というのも、夏場は沖縄中どこだってそれなりに華やかに賑わい
良い景色に見えるからだ。

とくに八重山は、古典民謡を習っていた関係もあり
地図なしで移動できるほど馴染みのある土地だった。

期待はいやがうえにも高まっていった。


   

石垣島への調査
[02年11月〜12月] 
 


何度も訪れていた石垣島は、沖縄でも指折りに好きな島だ。知りあいもいるし、島の大まかな地形や道も大体だが分かっている。そこで石垣では気に入っているエリアを限定して、島の不動産屋さんと共に実際に「売地」を巡ることに決めた。

不動産屋のリストは、電話帳「タウンページ」を手に入れればわかる。幸い日本中どこにいても、知りたいエリアのタウンページを取り寄せることは出来る。ぼくは本島で、八重山エリアのタウンページを入手していた。

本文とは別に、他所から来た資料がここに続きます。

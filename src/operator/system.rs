use crate::grid::Grid;

/// Row-weighted sparse system `W A x = W b` with Dirichlet rows eliminated.
///
/// Dirichlet rows are identity rows and their couplings to unknown rows are
/// moved to the right-hand side by [`LinearSystem::lift`], so the matrix seen
/// by a Krylov method keeps the symmetry of the underlying stencil.
#[derive(Debug, Clone)]
pub struct LinearSystem {
    diag: Vec<f64>,
    off: Vec<Vec<(usize, f64)>>,
    boundary: Vec<Vec<(usize, f64)>>,
    weights: Vec<f64>,
    unknown: Vec<bool>,
    symmetric: bool,
    /// Grid the rows belong to, for geometric preconditioners.
    grid: Grid,
}

impl LinearSystem {
    pub(super) fn new(
        diag: Vec<f64>,
        off: Vec<Vec<(usize, f64)>>,
        boundary: Vec<Vec<(usize, f64)>>,
        weights: Vec<f64>,
        unknown: Vec<bool>,
        symmetric: bool,
        grid: Grid,
    ) -> Self {
        Self {
            diag,
            off,
            boundary,
            weights,
            unknown,
            symmetric,
            grid,
        }
    }

    pub fn grid(&self) -> &Grid {
        &self.grid
    }

    pub fn len(&self) -> usize {
        self.diag.len()
    }

    pub fn is_empty(&self) -> bool {
        self.diag.is_empty()
    }

    pub fn is_symmetric(&self) -> bool {
        self.symmetric
    }

    pub fn diagonal(&self) -> &[f64] {
        &self.diag
    }

    /// Off-diagonal entries of row `i` among unknowns, sorted by column.
    pub fn row(&self, i: usize) -> &[(usize, f64)] {
        &self.off[i]
    }

    pub fn is_unknown(&self, i: usize) -> bool {
        self.unknown[i]
    }

    /// `y = A x` with Dirichlet columns removed.
    pub fn apply(&self, x: &[f64], y: &mut [f64]) {
        for i in 0..self.diag.len() {
            let mut sum = self.diag[i] * x[i];
            for (j, a_ij) in &self.off[i] {
                sum += a_ij * x[*j];
            }
            y[i] = sum;
        }
    }

    /// Turn a full right-hand side into the one the homogeneous system solves.
    ///
    /// `rhs` holds the equation right-hand side on unknown rows and the
    /// prescribed value on Dirichlet rows.
    pub fn lift(&self, rhs: &[f64]) -> Vec<f64> {
        let mut out = vec![0.0; rhs.len()];
        for i in 0..self.diag.len() {
            if !self.unknown[i] {
                out[i] = rhs[i];
                continue;
            }
            let mut b = self.weights[i] * rhs[i];
            for (j, a_ij) in &self.boundary[i] {
                b -= a_ij * rhs[*j];
            }
            out[i] = b;
        }
        out
    }
}

#[cfg(test)]
mod tests {
    use crate::grid::{AxisSpec, Grid};
    use crate::operator::{Coefficients, Operator, PdeKind};

    #[test]
    fn test_lift_moves_dirichlet_values_to_rhs() {
        let grid = Grid::new(&[AxisSpec::unit(2)]).unwrap();
        let op = Operator::build(&grid, PdeKind::Diffusion, &Coefficients::default()).unwrap();
        let sys = op.system(0.0, -1.0);
        // -u'' = 0 with u(0) = 1, u(1) = 3; h = 0.5 so the middle row reads
        // 8 u1 = 4 * (1 + 3).
        let b = sys.lift(&[1.0, 0.0, 3.0]);
        assert_eq!(b[0], 1.0);
        assert_eq!(b[2], 3.0);
        assert!((b[1] - 16.0).abs() < 1e-12, "b1={}", b[1]);
        assert!((sys.diagonal()[1] - 8.0).abs() < 1e-12);
        assert!(sys.row(1).is_empty());
    }
}
impl Operator {
    /// Assemble the operator for `kind` on `grid`.
    pub fn build(grid: &Grid, kind: PdeKind, coeffs: &Coefficients) -> Result<Self> {
        coeffs.diffusivity.validate()?;
        if kind == PdeKind::Diffusion && !coeffs.diffusivity.is_constant() {
            return Err(PdeError::config(
                "diffusion requires a constant diffusivity; use variable-diffusion",
            ));
        }
        if !kind.has_advection() && coeffs.velocity.iter().any(|v| *v != 0.0) {
            return Err(PdeError::config(format!(
                "{kind} does not take a velocity; use advection-diffusion"
            )));
        }
        if coeffs.velocity.iter().any(|v| !v.is_finite()) {
            return Err(PdeError::config("velocity must be finite"));
        }

        let asm = stencil::assemble(grid, kind, coeffs);
        let symmetric = stencil::is_weighted_symmetric(&asm);
        debug!(
            %kind,
            nodes = grid.len(),
            unknowns = asm.unknown.iter().filter(|u| **u).count(),
            symmetric,
            "operator built"
        );

        let velocity = match kind {
            PdeKind::AdvectionDiffusion | PdeKind::LimitedAdvectionDiffusion => coeffs.velocity,
            PdeKind::Diffusion | PdeKind::VariableDiffusion => [0.0; MAX_DIM],
        };
        let limited = kind == PdeKind::LimitedAdvectionDiffusion;
        let limiter = if limited && velocity.iter().any(|v| *v != 0.0) {
            Some(limiter::SlopeLimiter::new(grid, velocity))
        } else {
            None
        };
        Ok(Self {
            kind,
            unknown: asm.unknown,
            diag: asm.diag,
            off: asm.off,
            boundary: asm.boundary,
            neumann: asm.neumann,
            weights: asm.weights,
            symmetric,
            kappa_max: asm.kappa_max,
            velocity,
            limiter,
            grid: grid.clone(),
            positions: (0..grid.len()).map(|i| grid.position(i)).collect(),
        })
    }

    pub fn kind(&self) -> PdeKind {
        self.kind
    }

    pub fn len(&self) -> usize {
        self.diag.len()
    }

    pub fn is_empty(&self) -> bool {
        self.diag.is_empty()
    }

    /// True if node `i` is an unknown, false if it carries a Dirichlet value.
    pub fn is_unknown(&self, i: usize) -> bool {
        self.unknown[i]
    }

    pub fn unknown_count(&self) -> usize {
        self.unknown.iter().filter(|u| **u).count()
    }

    /// Whether the row-weighted operator is symmetric. Holds for diffusion
    /// with Dirichlet, periodic and constant-coefficient Neumann faces.
    pub fn is_symmetric(&self) -> bool {
        self.symmetric
    }

    /// False for the limited advection operator.
    pub fn is_linear(&self) -> bool {
        self.limiter.is_none()
    }

    /// Largest explicit Euler step for which the scheme stays stable:
    /// `1 / (2 kappa_max sum 1/h^2 + sum |v_a| / h_a)`. The limited operator
    /// counts the advective term twice, the TVD bound for limited slopes.
    pub fn explicit_step_limit(&self) -> f64 {
        let spacing = || self.grid.axes().iter().map(|a| a.spacing);
        let diffusive: f64 = spacing().map(|h| 1.0 / (h * h)).sum();
        let mut advective: f64 = spacing()
            .zip(&self.velocity)
            .map(|(h, v)| v.abs() / h)
            .sum();
        if self.limiter.is_some() {
            advective *= 2.0;
        }
        1.0 / (2.0 * self.kappa_max * diffusive + advective)
    }

    /// Apply `L_h u`, including the limiter correction for the limited
    /// operator. Dirichlet rows are set to zero; the values stored at
    /// Dirichlet nodes of `u` enter through the couplings.
    pub fn apply_slice(&self, u: &[f64], out: &mut [f64]) {
        for i in 0..self.diag.len() {
            if !self.unknown[i] {
                out[i] = 0.0;
                continue;
            }
            let mut sum = self.diag[i] * u[i];
            for (j, a_ij) in self.off[i].iter().chain(&self.boundary[i]) {
                sum += a_ij * u[*j];
            }
            out[i] = sum;
        }
        self.add_limiter_correction(u, out);
    }

    /// Add `L_h u - L_up u`, the part of the limited operator that
    /// [`Operator::system`] leaves out. A no-op for linear operators.
    pub fn add_limiter_correction(&self, u: &[f64], out: &mut [f64]) {
        if let Some(limiter) = &self.limiter {
            limiter.add_correction(u, &self.unknown, out);
        }
    }

    pub fn apply(&self, u: &Field<'_>, out: &mut Field<'_>) {
        self.apply_slice(u.values(), out.values_mut());
    }

    /// Add the Neumann affine term `c(g)` to `out`. `flux` returns the
    /// outward normal derivative at a node position for a face.
    pub fn add_boundary_term(
        &self,
        mut flux: impl FnMut([f64; MAX_DIM], usize, Side) -> f64,
        out: &mut [f64],
    ) {
        for term in &self.neumann {
            out[term.row] += term.weight * flux(self.positions[term.row], term.axis, term.side);
        }
    }

    /// Build `A = shift * I + scale * L_h` on unknown rows and identity on
    /// Dirichlet rows, row-weighted so that symmetric operators stay symmetric.
    /// For the limited operator `L_h` here is its upwind linearisation.
    pub fn system(&self, shift: f64, scale: f64) -> LinearSystem {
        let n = self.diag.len();
        let mut diag = vec![1.0; n];
        let mut off = vec![Vec::new(); n];
        let mut boundary = vec![Vec::new(); n];
        let mut weights = vec![1.0; n];
        for i in 0..n {
            if !self.unknown[i] {
                continue;
            }
            let w = self.weights[i];
            weights[i] = w;
            diag[i] = w * (shift + scale * self.diag[i]);
            off[i] = self.off[i].iter().map(|&(j, a)| (j, w * scale * a)).collect();
            boundary[i] = self.boundary[i]
                .iter()
                .map(|&(j, a)| (j, w * scale * a))
                .collect();
        }
        LinearSystem::new(
            diag,
            off,
            boundary,
            weights,
            self.unknown.clone(),
            self.symmetric,
            self.grid.clone(),
        )
    }
}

不動産屋に電話をし、来店予約を入れた上で、ぼくは以下のような「メモ」を手に石垣島の不動産屋さんを訪れていった。





 

不動産屋様「土地の7つの条件」

なかなか難しいとは思いますが、こんな土地を探しています。
よろしくお願いします。

▼求めている土地の7つの条件

1)海の近く。または、海が見える。
2)歩いて海まで行ける。
 (プライベートビーチ同然の海=ビーチがあれば最高です)
3)夕陽を望むことができる。
 (他の島も見えれば、なお素晴らしいと思います)
4)眺めが良い。人工物(漁港、波消しブロックなど)が見えない。
5)周囲に家がほとんどない。
6)基盤の安定した土地で、建築制限などが一切ない。
7)空港から遠すぎない。できれば35分以内。


   

このメモを手にぼくは不動産屋さんの案内で石垣島をまわった。3〜4日ほどの滞在で一日平均四周島をまわったから、一度の調査行でのべ石垣島を十周以上はしたと思う。いやはや。

候補地としては…

・空港周辺
・観音堂周辺
・川平山原とその周辺
・米原
・平久保
・崎枝

など、だが結果的には島をくまなく見てまわることになった。

石垣島は美しかった。
しかし結果は…。




   

石垣島では
見当たらなかった…
 

結論から言うとこの時、石垣島に上記の条件に合う土地は無かった。

特に「土地の7つの条件」のうち、2)、3)、4)という条件を満たす物件は無く、それよりも僕自身は条件の1)や5)に夢中になっていた。

実際に見て周った後で、ようやく気付いたのだが、沖縄でこの7つの条件を完璧に満たす土地を見つけるのは、ほぼ不可能に近いと思う。仮にあったとしても自分の手に入るかどうかは、極めて疑わしい(その理由はSTEP04でお話ししよう)。

もちろん、この時点でぼくにそれがわかるはずもなく、言ってみれば内地から来た世間知らずが「ないものねだり」に訪れたのを優しい不動産屋さん達は、知らん顔して相手をしてくれていた、ということだ。なんとまぁ、恥ずかしくもあるが、有り難くもある、か。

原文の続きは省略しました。